Then there was Wimbledon. This would be the place that Janice finally felt like a grown-up. With the common for fresh air and all that tennis action, surely her desire to be an active, successful young woman would blossom in Wimbledon?

Nope. School run by 4-by-4 hell. Putney? Full of public school types that never quite made the rowing team. Wandsworth? Marginally better than Richmond and a bit grittier, but still not quite right. Clapham? Smug couple central.

Which is why Janice found herself in Croydon of all places. Twenty minutes to London Bridge by train and an authentic London street market. That was about all you could say about Croydon really. Oh and it was reasonably close to Gatwick and the M25.

But now she was back in Speymouth. A tiny dot on the Moray Firth Coast that liked to pretend it was a Proper Town. Technically it was a city, due to the cathedral, but at heart, it was just a typical Scottish seaside town. A dull town full of dull people stuck in the last century.
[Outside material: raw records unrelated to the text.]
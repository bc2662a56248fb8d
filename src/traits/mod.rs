pub mod bool_to_tensor;
pub mod to_tensor;

pub use bool_to_tensor::BoolToTensor;
pub use to_tensor::ToTensor;
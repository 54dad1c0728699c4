use serde::{Deserialize, Serialize};

use crate::models::idea::Idea;

/// 单个创意的完善检查结果
///
/// 序列化时与原始创意字段平铺在同一层，便于接收方直接当作"带检查信息的创意"使用。
#[derive(Debug, Clone, PartialEq, Serialize, Deserialize)]
pub struct CheckedIdea {
    #[serde(flatten)]
    pub idea: Idea,
    pub method_feedback: String,
    pub experiment_feedback: String,
    pub needs_method_improvement: bool,
    pub needs_experiment_improvement: bool,
    pub check_round: i64,
}

impl CheckedIdea {
    /// 两项检查都通过
    pub fn passed(&self) -> bool {
        !self.needs_method_improvement && !self.needs_experiment_improvement
    }
}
Janice could hear the running of water next door. Her dad must be in the shower and was bound to knock on her bedroom door within the next 10 minutes with a cheery cry of “Jannie! Got to be early to catch that worm Jannie ma quine!”

Exactly what ‘worm’ he was referring to, Janice couldn’t care less. She loved her dad dearly, but he was one of those eternally positive people that let nothing bother him. Just once she wanted to hear him admit that sometimes life was a bit of a pain in the arse. Just once, just to know he was normal. He didn’t believe in worrying about stuff he couldn’t control, which meant he worried about nothing. He left the worrying over minute details to Janice’s mum, that was her department.
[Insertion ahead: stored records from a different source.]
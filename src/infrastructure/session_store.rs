//! 会话存储 - 基础设施层
//!
//! 持有一次评估会话内唯一的共享可变状态：评估结果、得分摘要、
//! 已检查创意缓冲区以及当前轮次。以 idea_id 为键，后写覆盖先写。
//! 由调用方创建并注入评分器与轮次控制器，不同会话互不影响。

use std::collections::HashMap;
use std::sync::{RwLock, RwLockReadGuard, RwLockWriteGuard};

use tracing::debug;

use crate::models::{CheckedIdea, Evaluation, IdeaScore};

#[derive(Debug, Default)]
struct SessionState {
    evaluations: HashMap<String, Evaluation>,
    idea_scores: HashMap<String, IdeaScore>,
    idea_buffer: HashMap<String, CheckedIdea>,
    current_round: i64,
}

/// 会话存储
#[derive(Debug, Default)]
pub struct SessionStore {
    state: RwLock<SessionState>,
}

impl SessionStore {
    pub fn new() -> Self {
        Self::default()
    }

    // 写入都是整键覆盖，锁中毒时沿用内部数据即可
    fn read(&self) -> RwLockReadGuard<'_, SessionState> {
        self.state.read().unwrap_or_else(|e| e.into_inner())
    }

    fn write(&self) -> RwLockWriteGuard<'_, SessionState> {
        self.state.write().unwrap_or_else(|e| e.into_inner())
    }

    /// 记录一次评估（同一 idea_id 后写覆盖）
    pub fn record_evaluation(&self, evaluation: &Evaluation, score: IdeaScore) {
        let mut state = self.write();
        debug!(
            "记录评估: {} | 总分 {:.2}",
            evaluation.idea_id, evaluation.total_score
        );
        state
            .idea_scores
            .insert(evaluation.idea_id.clone(), score);
        state
            .evaluations
            .insert(evaluation.idea_id.clone(), evaluation.clone());
    }

    pub fn evaluation(&self, idea_id: &str) -> Option<Evaluation> {
        self.read().evaluations.get(idea_id).cloned()
    }

    pub fn idea_score(&self, idea_id: &str) -> Option<IdeaScore> {
        self.read().idea_scores.get(idea_id).copied()
    }

    pub fn evaluation_count(&self) -> usize {
        self.read().evaluations.len()
    }

    /// 缓冲一条检查结果
    pub fn buffer_checked(&self, checked: &CheckedIdea) {
        self.write()
            .idea_buffer
            .insert(checked.idea.idea_id().to_string(), checked.clone());
    }

    pub fn buffered(&self, idea_id: &str) -> Option<CheckedIdea> {
        self.read().idea_buffer.get(idea_id).cloned()
    }

    pub fn buffered_count(&self) -> usize {
        self.read().idea_buffer.len()
    }

    pub fn current_round(&self) -> i64 {
        self.read().current_round
    }

    pub fn set_current_round(&self, round: i64) {
        self.write().current_round = round;
    }

    /// 清空全部状态，轮次归零
    pub fn clear(&self) {
        let mut state = self.write();
        state.evaluations.clear();
        state.idea_scores.clear();
        state.idea_buffer.clear();
        state.current_round = 0;
    }
}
To be fair, her mum and dad didn’t really have much to worry about in the grand scheme of things. Both were lecturers at the local college (dad taught the foundation art course and some evening classes and mum taught computer science). They had no mortgage, no vices and holidays were spent constructively learning the Art of Italian Cooking or Exploring the Vineyards of Burgandy. A tasteful campervan just the right side of boho chic was kept for quick weekend trips over to the West Coast.

“What’s so wrong with that Janice? Has 6 years in London turned you into a cynic as well as a bitch?” Janice’s inner dialogue always reverted to defending Scotland whenever she came home. It would have her voting SNP if she wasn’t careful.
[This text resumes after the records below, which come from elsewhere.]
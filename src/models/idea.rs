use serde::{Deserialize, Serialize};
use serde_json::{Map, Value as JsonValue};

/// 缺少 id 时使用的占位标识
pub const UNKNOWN_IDEA_ID: &str = "unknown";
/// 缺少标题时评估结果使用的占位标题
pub const UNTITLED: &str = "Untitled";

/// 研究创意
///
/// 标题区分"缺失"与"显式空串"，其余文本字段缺省为空字符串；
/// 未识别的字段原样保留在 `extra` 中，以便检查结果回传完整记录。
#[derive(Debug, Clone, Default, PartialEq, Serialize, Deserialize)]
pub struct Idea {
    #[serde(default, skip_serializing_if = "Option::is_none")]
    pub id: Option<String>,
    #[serde(default, skip_serializing_if = "Option::is_none")]
    pub title: Option<String>,
    #[serde(default)]
    pub description: String,
    #[serde(default)]
    pub methodology: String,
    #[serde(default)]
    pub experimental_setup: String,
    #[serde(default)]
    pub reviews: Vec<Review>,
    #[serde(flatten)]
    pub extra: Map<String, JsonValue>,
}

impl Idea {
    /// 创意标识，缺省为 "unknown"
    pub fn idea_id(&self) -> &str {
        self.id.as_deref().unwrap_or(UNKNOWN_IDEA_ID)
    }

    /// 用于关键词匹配和长度计算的标题文本，缺失时为空串
    pub fn title_text(&self) -> &str {
        self.title.as_deref().unwrap_or_default()
    }

    /// 展示用标题，仅在缺失时使用 "Untitled"；显式空串原样返回
    pub fn display_title(&self) -> &str {
        self.title.as_deref().unwrap_or(UNTITLED)
    }

    /// 查找第一条评审类别包含 `category` 的评审分数（类别不区分大小写）
    ///
    /// 没有匹配评审或匹配评审未给分时返回 `None`。
    pub fn review_score(&self, category: &str) -> Option<f64> {
        self.reviews
            .iter()
            .find(|r| r.critic.to_lowercase().contains(category))
            .and_then(|r| r.review.score)
    }
}

/// 单条评审
#[derive(Debug, Clone, Default, PartialEq, Serialize, Deserialize)]
pub struct Review {
    /// 评审类别标签，例如 "technical_critic"、"impact_critic"
    #[serde(default)]
    pub critic: String,
    #[serde(default)]
    pub review: ReviewBody,
}

#[derive(Debug, Clone, Default, PartialEq, Serialize, Deserialize)]
pub struct ReviewBody {
    #[serde(default, skip_serializing_if = "Option::is_none")]
    pub score: Option<f64>,
    #[serde(flatten)]
    pub extra: Map<String, JsonValue>,
}

impl Review {
    pub fn new(critic: impl Into<String>, score: f64) -> Self {
        Self {
            critic: critic.into(),
            review: ReviewBody {
                score: Some(score),
                extra: Map::new(),
            },
        }
    }
}

#[cfg(test)]
mod tests {
    use super::*;
    use serde_json::json;

    #[test]
    fn test_missing_fields_default() {
        let idea: Idea = serde_json::from_value(json!({})).unwrap();
        assert_eq!(idea.idea_id(), "unknown");
        assert_eq!(idea.display_title(), "Untitled");
        assert!(idea.methodology.is_empty());
        assert!(idea.reviews.is_empty());
    }

    #[test]
    fn test_extra_fields_survive_round_trip() {
        let idea: Idea = serde_json::from_value(json!({
            "id": "i1",
            "title": "t",
            "author": "domain_expert"
        }))
        .unwrap();
        let back = serde_json::to_value(&idea).unwrap();
        assert_eq!(back["author"], "domain_expert");
    }

    #[test]
    fn test_explicit_empty_title_is_not_missing() {
        let empty: Idea = serde_json::from_value(json!({ "title": "" })).unwrap();
        assert_eq!(empty.title.as_deref(), Some(""));
        assert_eq!(empty.display_title(), "");
        assert_eq!(empty.title_text(), "");

        let back = serde_json::to_value(&empty).unwrap();
        assert_eq!(back["title"], "");
        let missing = serde_json::to_value(Idea::default()).unwrap();
        assert!(missing.get("title").is_none());
    }

    #[test]
    fn test_review_score_first_match_case_insensitive() {
        let idea = Idea {
            reviews: vec![
                Review::new("Impact_Critic", 4.0),
                Review::new("TECHNICAL critic", 9.0),
                Review::new("technical_critic", 2.0),
            ],
            ..Default::default()
        };
        assert_eq!(idea.review_score("technical"), Some(9.0));
        assert_eq!(idea.review_score("impact"), Some(4.0));
        assert_eq!(idea.review_score("novelty"), None);
    }
}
“Okay, okay, you’re right. To each their own.” Janice conceded to her subconscious. Christ, she was talking to herself already and she’d only been home 24 hours.

Home. Was this home? Surely home was Croydon. That was where she lived 358 days of the year, only coming back to Speymouth for a week at Christmas if she couldn’t avoid it. And yet, too often she caught herself thinking about Speymouth as home.

Janice rolled over onto her side and reluctantly opened her eyes. Sunlight streamed in through the thin curtains revealing a pretty floral, Cath Kidston décor. At least her mum had taste when it came to decorating. Janice shuddered at the thought of having to gaze at Wet Wet Wet or Deacon Blue posters at the ripe old age of 26. She’s been deeply wounded when her mum had redecorated her bedroom a week after she’d moved to London, but she’d done a good job.

The sound of running water from her parent’s en suite shower stopped and Janice knew her solitude was about to be invaded. That was the thing about coming ‘home’. You were never left alone. People had to be continually checking on you, or asking you questions.

“Still here then? Fed up of all those people in London yet?”

“Any boyfriends Janice?”

“So…how’s the love life? Are you courting yet?”

It was all people in Speymouth cared about. When you’d be moving back, when you’d be getting married and when your first child would be born. All these things made Janice even more determined to never come back.

“Maybe I should just get myself knocked up and be done with it though” thought Janice. “That’d shock them. Wee Janice finally went and did something.”

Reluctantly, Janice threw back the duvet and swung her legs over the side of the narrow bed. If she could make it into the bathroom before her dad decided to launch his daily positivity attack, she could hide in the shower until he was safely engrossed in The Guardian and marmalade on toast.

Slowly opening her bedroom door, Janice peeped out into the empty hallway and finding the coast was clear, made a dash for the bathroom and swiftly locked the door behind her. Glancing at the fancy oversized shower-head, she decided a long soak in the bath was just what she needed to ease her grumpy mood. It was going to be a long day and she needed to protect her solitude for just a wee bit longer.

The funeral would start at 11am, followed by tea and sympathy at The Spey View hotel. A wave of nostalgia washed over Janice. Auntie Dot had always taken her to the Spey View hotel for high tea. They’d gorge on hot tea and toast before tucking into huge portions of steak pie and chips. By the time the cakes arrived, Janice always felt a bit sick, but could never resist a slice of millionaires shortbread to push her over the edge into gluttony. Poor aunt Dot. She’d always had time for Janice and was the only member of the family that spoke to her like a grown up.

“India? What do you want to go to India for Janice? Now don’t be silly, get yourself on that career ladder and get cracking those glass ceilings. Plenty of time for travelling when you retire. Now stop making excuses and get out into the real world.” That had been Dot’s response to Janice’s plan to spend a year travelling post-graduation. Janice smiled at the memory. Aunt Dot knew what it was like to be the younger sister, but she never let Janice get away with using that as an excuse for anything.

“You make your own luck Janice. Nobody is going to hand you a golden ticket. You’ve got to go out and grab it yourself quine. With 2 hands.”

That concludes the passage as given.